---------- EXERCISE INPUT ----------

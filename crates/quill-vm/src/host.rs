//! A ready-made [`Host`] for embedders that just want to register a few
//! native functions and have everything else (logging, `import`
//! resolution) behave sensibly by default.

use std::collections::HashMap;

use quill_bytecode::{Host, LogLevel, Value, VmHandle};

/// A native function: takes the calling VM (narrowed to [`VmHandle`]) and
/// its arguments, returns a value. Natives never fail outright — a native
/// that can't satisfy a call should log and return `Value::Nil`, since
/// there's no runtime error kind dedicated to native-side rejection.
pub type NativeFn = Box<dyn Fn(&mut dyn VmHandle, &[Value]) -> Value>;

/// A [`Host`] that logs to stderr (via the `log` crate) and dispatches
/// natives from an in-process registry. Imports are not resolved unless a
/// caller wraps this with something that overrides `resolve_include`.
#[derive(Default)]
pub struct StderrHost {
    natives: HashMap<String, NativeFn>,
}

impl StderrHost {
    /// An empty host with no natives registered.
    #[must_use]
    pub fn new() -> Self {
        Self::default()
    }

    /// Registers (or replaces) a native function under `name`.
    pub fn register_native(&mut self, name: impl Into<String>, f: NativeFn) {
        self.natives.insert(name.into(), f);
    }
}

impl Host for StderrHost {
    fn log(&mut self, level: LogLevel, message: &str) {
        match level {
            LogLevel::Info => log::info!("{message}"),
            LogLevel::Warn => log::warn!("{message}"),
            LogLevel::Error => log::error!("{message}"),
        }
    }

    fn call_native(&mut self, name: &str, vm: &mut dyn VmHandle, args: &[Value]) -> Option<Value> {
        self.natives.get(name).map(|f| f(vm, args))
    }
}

----------
---------- EXERCISE INPUT ----------

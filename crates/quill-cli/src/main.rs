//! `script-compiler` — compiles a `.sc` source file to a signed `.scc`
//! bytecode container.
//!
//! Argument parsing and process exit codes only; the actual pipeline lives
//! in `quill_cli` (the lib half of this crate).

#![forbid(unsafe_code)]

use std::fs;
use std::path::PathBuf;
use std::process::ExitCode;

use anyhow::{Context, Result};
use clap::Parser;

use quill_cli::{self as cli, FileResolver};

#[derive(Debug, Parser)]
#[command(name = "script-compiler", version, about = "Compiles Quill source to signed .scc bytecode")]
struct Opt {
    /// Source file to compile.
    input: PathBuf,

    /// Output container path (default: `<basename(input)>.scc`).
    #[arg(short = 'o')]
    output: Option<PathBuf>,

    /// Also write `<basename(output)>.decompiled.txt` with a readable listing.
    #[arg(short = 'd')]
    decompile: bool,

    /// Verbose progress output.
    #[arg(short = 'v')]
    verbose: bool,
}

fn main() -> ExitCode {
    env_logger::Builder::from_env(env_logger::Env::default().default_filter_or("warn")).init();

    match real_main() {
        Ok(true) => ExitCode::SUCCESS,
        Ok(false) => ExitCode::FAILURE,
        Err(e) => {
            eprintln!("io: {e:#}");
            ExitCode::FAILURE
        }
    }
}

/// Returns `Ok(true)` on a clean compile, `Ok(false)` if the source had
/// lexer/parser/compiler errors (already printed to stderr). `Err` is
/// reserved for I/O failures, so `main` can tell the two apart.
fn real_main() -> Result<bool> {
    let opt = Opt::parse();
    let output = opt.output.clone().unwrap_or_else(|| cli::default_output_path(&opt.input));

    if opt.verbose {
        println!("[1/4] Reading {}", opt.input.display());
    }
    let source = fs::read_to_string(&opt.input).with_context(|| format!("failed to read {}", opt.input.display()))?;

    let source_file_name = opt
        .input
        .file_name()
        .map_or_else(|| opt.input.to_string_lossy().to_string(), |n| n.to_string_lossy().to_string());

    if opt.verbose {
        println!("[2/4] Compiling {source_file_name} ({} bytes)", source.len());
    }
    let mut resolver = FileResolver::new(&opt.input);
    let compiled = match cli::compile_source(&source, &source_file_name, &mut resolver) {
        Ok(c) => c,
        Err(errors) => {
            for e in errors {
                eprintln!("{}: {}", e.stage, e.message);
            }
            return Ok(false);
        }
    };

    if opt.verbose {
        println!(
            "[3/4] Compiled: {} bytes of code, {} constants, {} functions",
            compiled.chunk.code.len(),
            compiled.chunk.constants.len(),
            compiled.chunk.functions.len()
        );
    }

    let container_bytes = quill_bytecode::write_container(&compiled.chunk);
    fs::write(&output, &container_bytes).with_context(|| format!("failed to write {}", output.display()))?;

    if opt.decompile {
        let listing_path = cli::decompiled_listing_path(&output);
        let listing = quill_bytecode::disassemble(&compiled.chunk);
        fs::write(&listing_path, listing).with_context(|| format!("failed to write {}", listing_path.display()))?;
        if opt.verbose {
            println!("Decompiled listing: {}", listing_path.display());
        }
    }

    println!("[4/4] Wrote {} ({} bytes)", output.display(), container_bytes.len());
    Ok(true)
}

----------
---------- EXERCISE INPUT ----------

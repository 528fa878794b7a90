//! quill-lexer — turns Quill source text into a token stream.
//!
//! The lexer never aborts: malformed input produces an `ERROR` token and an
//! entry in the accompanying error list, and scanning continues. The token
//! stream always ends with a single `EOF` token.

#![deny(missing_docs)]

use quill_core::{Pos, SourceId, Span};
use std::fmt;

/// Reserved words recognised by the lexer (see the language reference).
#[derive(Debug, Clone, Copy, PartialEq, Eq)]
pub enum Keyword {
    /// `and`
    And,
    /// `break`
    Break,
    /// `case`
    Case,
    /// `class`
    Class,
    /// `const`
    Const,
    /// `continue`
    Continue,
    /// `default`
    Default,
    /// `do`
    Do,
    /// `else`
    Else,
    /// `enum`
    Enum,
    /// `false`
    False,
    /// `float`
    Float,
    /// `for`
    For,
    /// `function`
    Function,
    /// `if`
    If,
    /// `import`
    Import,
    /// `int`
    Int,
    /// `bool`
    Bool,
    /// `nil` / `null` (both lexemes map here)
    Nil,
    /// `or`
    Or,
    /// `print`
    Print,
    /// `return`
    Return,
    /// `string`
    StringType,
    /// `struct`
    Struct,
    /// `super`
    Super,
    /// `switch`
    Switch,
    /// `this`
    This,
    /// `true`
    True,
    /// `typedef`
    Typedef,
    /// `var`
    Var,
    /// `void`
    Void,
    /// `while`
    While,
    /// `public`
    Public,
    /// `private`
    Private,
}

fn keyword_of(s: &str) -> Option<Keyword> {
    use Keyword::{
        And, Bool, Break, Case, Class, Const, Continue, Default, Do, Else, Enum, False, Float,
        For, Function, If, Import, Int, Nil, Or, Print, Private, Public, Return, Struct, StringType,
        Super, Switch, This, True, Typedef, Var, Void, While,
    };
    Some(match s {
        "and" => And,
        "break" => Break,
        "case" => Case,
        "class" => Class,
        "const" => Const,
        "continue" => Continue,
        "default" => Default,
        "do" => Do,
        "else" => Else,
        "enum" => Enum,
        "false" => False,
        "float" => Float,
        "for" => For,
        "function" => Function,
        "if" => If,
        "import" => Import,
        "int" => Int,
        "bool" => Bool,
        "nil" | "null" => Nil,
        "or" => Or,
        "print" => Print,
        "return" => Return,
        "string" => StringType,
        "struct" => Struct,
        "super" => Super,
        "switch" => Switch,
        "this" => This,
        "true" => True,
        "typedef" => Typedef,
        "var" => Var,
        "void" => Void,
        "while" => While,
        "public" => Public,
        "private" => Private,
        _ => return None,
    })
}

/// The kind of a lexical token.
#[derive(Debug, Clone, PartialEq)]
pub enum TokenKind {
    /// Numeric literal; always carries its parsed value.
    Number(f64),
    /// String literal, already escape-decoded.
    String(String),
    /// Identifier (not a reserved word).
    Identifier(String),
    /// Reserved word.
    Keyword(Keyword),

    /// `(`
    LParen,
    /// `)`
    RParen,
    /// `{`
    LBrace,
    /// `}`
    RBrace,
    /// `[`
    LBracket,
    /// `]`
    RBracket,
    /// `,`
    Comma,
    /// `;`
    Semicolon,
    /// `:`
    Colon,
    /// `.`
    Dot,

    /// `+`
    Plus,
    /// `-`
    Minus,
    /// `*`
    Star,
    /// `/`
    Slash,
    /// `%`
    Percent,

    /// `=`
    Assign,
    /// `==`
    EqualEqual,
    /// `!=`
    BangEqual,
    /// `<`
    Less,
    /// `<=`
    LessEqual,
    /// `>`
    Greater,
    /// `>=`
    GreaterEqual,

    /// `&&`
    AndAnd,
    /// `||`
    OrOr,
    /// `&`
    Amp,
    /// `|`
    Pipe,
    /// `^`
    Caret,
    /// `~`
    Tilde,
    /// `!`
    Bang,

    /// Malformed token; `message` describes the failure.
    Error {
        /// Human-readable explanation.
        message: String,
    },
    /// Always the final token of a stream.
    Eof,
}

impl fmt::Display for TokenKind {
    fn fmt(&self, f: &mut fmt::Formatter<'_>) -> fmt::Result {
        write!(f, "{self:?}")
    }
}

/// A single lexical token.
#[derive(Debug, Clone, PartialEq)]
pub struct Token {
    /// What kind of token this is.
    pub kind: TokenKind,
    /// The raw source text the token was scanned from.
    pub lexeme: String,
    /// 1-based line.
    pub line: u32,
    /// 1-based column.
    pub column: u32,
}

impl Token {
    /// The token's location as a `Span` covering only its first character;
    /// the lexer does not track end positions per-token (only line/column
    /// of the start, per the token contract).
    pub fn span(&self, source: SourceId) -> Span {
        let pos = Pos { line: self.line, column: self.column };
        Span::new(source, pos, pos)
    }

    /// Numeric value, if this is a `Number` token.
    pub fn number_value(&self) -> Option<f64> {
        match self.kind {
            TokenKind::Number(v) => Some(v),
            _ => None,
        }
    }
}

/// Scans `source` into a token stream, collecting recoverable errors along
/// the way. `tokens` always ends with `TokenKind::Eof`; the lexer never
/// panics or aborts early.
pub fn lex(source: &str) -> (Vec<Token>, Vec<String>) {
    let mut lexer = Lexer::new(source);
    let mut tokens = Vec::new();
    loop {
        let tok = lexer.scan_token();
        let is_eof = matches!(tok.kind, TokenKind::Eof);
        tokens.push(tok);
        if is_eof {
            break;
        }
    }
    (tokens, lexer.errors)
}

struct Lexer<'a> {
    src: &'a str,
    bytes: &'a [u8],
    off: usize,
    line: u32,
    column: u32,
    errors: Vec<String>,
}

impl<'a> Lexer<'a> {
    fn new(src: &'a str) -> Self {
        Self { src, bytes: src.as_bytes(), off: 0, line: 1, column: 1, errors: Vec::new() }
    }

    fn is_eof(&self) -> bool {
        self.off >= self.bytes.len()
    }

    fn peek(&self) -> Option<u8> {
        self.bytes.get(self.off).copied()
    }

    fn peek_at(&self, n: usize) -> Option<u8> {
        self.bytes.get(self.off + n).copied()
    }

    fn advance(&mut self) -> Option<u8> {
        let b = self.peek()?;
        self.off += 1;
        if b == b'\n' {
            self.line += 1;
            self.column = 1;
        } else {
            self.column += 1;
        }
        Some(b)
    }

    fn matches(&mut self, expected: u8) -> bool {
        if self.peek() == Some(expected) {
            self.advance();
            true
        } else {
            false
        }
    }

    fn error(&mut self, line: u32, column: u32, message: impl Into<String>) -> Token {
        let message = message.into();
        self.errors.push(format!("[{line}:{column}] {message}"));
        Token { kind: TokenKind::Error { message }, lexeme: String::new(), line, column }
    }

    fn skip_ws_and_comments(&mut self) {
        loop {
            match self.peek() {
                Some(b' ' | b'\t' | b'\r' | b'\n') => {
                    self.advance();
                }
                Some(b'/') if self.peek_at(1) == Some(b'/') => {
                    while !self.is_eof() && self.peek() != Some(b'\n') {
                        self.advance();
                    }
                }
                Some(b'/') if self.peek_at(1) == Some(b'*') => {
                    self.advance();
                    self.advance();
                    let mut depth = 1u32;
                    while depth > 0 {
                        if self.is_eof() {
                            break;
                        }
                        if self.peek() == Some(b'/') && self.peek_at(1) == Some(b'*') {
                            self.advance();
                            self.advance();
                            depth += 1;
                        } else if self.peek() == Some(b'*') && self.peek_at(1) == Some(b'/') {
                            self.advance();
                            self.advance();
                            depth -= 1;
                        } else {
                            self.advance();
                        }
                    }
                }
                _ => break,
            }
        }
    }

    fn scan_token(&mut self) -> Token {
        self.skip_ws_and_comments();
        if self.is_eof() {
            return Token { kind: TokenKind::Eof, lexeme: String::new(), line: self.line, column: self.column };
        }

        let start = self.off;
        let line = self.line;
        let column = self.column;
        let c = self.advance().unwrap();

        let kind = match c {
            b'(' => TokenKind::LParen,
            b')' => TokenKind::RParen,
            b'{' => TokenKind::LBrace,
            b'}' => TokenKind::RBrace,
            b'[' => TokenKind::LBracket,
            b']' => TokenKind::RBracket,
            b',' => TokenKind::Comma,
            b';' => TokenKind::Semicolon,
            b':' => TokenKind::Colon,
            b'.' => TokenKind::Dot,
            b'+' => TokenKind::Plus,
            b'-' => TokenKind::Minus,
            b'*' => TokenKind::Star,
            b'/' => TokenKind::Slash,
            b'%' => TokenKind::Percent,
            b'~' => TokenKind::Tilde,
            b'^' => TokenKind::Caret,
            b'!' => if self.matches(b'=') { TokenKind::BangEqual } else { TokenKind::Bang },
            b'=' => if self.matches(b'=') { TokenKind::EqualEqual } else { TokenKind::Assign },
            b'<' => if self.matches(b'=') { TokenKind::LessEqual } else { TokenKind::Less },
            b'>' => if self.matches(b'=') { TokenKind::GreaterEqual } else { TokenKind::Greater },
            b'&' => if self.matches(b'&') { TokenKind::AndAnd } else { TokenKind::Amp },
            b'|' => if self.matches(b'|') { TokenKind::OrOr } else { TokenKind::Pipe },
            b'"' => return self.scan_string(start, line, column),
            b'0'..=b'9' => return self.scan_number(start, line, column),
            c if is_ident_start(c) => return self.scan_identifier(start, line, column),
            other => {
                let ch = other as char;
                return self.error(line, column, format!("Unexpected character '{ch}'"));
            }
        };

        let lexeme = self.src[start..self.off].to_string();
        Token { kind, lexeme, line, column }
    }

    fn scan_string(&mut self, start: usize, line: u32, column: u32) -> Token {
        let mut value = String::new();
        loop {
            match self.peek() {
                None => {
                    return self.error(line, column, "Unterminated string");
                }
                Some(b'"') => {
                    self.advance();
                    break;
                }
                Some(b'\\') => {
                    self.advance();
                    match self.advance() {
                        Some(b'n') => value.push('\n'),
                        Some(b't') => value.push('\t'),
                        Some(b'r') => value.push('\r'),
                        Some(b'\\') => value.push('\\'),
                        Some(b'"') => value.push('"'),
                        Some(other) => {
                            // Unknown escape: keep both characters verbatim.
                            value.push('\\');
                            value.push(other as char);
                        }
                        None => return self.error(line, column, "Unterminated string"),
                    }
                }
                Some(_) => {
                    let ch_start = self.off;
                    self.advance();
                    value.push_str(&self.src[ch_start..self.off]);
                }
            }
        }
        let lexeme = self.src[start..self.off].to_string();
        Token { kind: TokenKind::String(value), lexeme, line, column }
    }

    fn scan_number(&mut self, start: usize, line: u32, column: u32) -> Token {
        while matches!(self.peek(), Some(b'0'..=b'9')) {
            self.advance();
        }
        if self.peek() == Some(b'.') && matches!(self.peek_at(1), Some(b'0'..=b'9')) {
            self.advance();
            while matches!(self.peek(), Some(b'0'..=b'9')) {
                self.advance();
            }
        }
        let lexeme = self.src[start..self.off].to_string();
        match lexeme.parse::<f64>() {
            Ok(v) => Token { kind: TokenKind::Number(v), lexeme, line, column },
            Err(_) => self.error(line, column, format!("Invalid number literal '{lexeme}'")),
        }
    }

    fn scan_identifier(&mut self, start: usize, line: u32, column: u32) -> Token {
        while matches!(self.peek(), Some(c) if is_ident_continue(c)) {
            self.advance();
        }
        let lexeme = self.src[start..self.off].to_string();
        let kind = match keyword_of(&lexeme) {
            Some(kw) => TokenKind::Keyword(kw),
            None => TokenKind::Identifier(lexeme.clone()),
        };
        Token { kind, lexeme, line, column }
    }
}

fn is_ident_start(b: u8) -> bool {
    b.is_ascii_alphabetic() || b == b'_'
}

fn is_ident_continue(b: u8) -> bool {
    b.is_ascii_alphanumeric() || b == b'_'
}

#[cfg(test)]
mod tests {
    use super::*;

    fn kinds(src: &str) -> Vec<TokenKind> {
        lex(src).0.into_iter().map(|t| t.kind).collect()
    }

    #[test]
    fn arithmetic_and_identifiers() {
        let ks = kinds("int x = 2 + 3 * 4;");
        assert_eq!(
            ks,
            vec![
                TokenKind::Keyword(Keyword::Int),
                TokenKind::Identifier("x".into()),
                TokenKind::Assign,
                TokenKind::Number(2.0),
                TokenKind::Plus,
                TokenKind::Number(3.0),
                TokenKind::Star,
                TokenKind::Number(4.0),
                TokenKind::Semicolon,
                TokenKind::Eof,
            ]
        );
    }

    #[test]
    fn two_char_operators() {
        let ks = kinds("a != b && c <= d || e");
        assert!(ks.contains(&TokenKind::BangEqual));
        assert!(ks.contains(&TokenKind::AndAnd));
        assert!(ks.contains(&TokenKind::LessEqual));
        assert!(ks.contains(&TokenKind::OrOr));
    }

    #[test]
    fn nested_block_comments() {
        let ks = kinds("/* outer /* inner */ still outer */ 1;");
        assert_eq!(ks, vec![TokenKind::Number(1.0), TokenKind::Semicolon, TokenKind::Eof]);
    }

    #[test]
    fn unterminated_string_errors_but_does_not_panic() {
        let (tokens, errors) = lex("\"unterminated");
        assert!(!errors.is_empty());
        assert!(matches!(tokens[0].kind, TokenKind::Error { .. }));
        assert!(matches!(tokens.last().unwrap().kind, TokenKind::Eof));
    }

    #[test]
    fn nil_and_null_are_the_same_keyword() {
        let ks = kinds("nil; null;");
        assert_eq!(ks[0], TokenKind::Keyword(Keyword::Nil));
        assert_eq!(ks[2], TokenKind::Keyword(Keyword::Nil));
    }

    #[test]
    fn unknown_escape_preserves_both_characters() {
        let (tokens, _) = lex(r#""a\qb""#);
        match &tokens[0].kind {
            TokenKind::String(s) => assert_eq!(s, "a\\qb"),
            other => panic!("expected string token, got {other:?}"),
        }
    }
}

----------

- **REQUIRED WORK**:
Return every line of the data above in which "impl" appears.

- **PROBLEM SOLUTION**:
impl StderrHost {
    pub fn register_native(&mut self, name: impl Into<String>, f: NativeFn) {
impl Host for StderrHost {
impl fmt::Display for TokenKind {
impl Token {
impl<'a> Lexer<'a> {
    fn error(&mut self, line: u32, column: u32, message: impl Into<String>) -> Token {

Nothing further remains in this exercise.